This passage helps to illustrate a key theme in Oppen’s poetry: namely, the equation of the imagination, or more specifically, the poetic imagination with "existence itself"; Shelley states that "poetry is connate with the origin of man."  Compare this with Heidegger's conclusion that “language can only have arisen from the overpowering, the strange and the terrible, through man’s departure into being. In this departure language was being, embodied in the word: poetry. Language is the primordial poetry in which a people speaks being."
 As an act of creation, Shelley argues, the poet's imagination, actively "composes" originary thought, carrying with it "the principle of its ingenuity" and not "the enumeration of quantities already known," or, as Oppen states in his letter to his sister, explaining why he could not bring himself to write specifically political poetry, "any statement already determined before the verse" (SL, 20).
Shelley's essay has resonances with Heidegger's concept of the philosopher (and poet) as questioner, with the necessity of escaping the trappings of metaphysical tradition and returning to the "overpowering, the strange, the terrible," of the poet's primitive response to the world, what Oppen calls in a letter "an 'instant archeology' that imagines a personification of things already known, one imagines the first objects to become object to living consciousness - - their force in that among sensations they emerged as objects ---- can we suppose, in the history of the Sacred, a greater moment? This is the ground the poems meant to stand on. And to speak from." Illustrating this theme, Oppen’s aptly titled poem "Primitive" can be interpreted as a Vicoesque or Hegelian rendering of human consciousness awakening from the dream of myth "Screaming in terror," "Crying in nightmare / Of loss," to the nightmare of reality Oppen represents with ubiquitous human possessions ("a wash tub, / The delicate fish lines / His fingers know so well"), those familiar objects "visible in the clear night." 
It was Heidegger as a thinker that would have the most prominent and lasting influence on Oppen; his elucidation of being was an intricate and problematic influence on the development of Oppen's mature poetics.
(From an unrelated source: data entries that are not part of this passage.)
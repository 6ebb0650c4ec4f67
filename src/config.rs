use crate::geometry::Point;

/// Size given to text added through the editor
pub const DEFAULT_TEXT_SIZE: f64 = 18.0;

/// Where new text lands when the pointer has never touched the canvas
pub const FALLBACK_INSERT_POINT: Point = Point::new(50, 150);

/// Gap between a selected element and its highlight outline
pub const HIGHLIGHT_PADDING: i32 = 2;

pub const CANVAS_SIZE: [f32; 2] = [1000.0, 1000.0];

/// How far a click resolves into nested groups
#[derive(Debug, Clone, Copy, PartialEq, Eq, Default)]
pub enum HitTestDepth {
    /// Stop at the page's direct children; a nested group is selected as a whole
    #[default]
    TopLevel,
    /// Descend through nested groups to the innermost leaf
    Deepest,
}

/// Settings for an editor session
#[derive(Debug, Clone, PartialEq)]
pub struct EditorConfig {
    pub default_text_size: f64,
    pub fallback_insert_point: Point,
    pub hit_test_depth: HitTestDepth,
    pub highlight_padding: i32,
    pub canvas_size: [f32; 2],
}

impl Default for EditorConfig {
    fn default() -> Self {
        Self {
            default_text_size: DEFAULT_TEXT_SIZE,
            fallback_insert_point: FALLBACK_INSERT_POINT,
            hit_test_depth: HitTestDepth::default(),
            highlight_padding: HIGHLIGHT_PADDING,
            canvas_size: CANVAS_SIZE,
        }
    }
}

impl EditorConfig {
    pub fn with_hit_test_depth(mut self, depth: HitTestDepth) -> Self {
        self.hit_test_depth = depth;
        self
    }
}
However, Oppen's understanding of Heidegger was, at best, extremely personal and deeply flawed. The implications of Heidegger's philosophy is explored in The Materials and significantly broadened by This In Which, where the influence is most deeply felt, particularly Heidegger's concept of "disclosure," that is, the disclosiveness of being through objects where being is felt most powerfully in what Oppen calls the "fusion of subject and object" where the poet (subject) and the world (object) together produce what Oppen calls a "cadence of disclosure."
Oppen's Heideggerean project is a return to the non-predicative "is" of these objects; as he explains in a letter, "'their power in that among sensations they emerged as objects' . . . To reverse that process; bored by objects to wish to convert them to symbols of interior sensations, interior movements - - is boredom indeed! . . . if we still possessed the word 'is,' there would be no need to write poems." This return to the originary, the primitive, to the predicative "is" of objects revitalizes and opens perception to the world. As Oppen concludes: "One inch above, one inch below what has already been said – the world opens up" (SL, 248-9). Reason, as Shelley notes, can only provide "the relation of things," the everyday world, the "daylight" of "A Narrative" "In which things explain each other, / Not themselves" (NCP, 151).
Poets, Shelley observes, are able through their "vitally metaphorical" language, to see the "unapprehended relations of things," a perception that precedes the "classes of thoughts." Without the poets, Shelley declares, "language will be dead." Since Heidegger (and by extension, Oppen), believes language to be synonymous with consciousness and therefore being itself, Shelley's words have ominous implications, at the same time they illustrate the integral position of the poet, which Heidegger interpreted as the care of being through the care of language.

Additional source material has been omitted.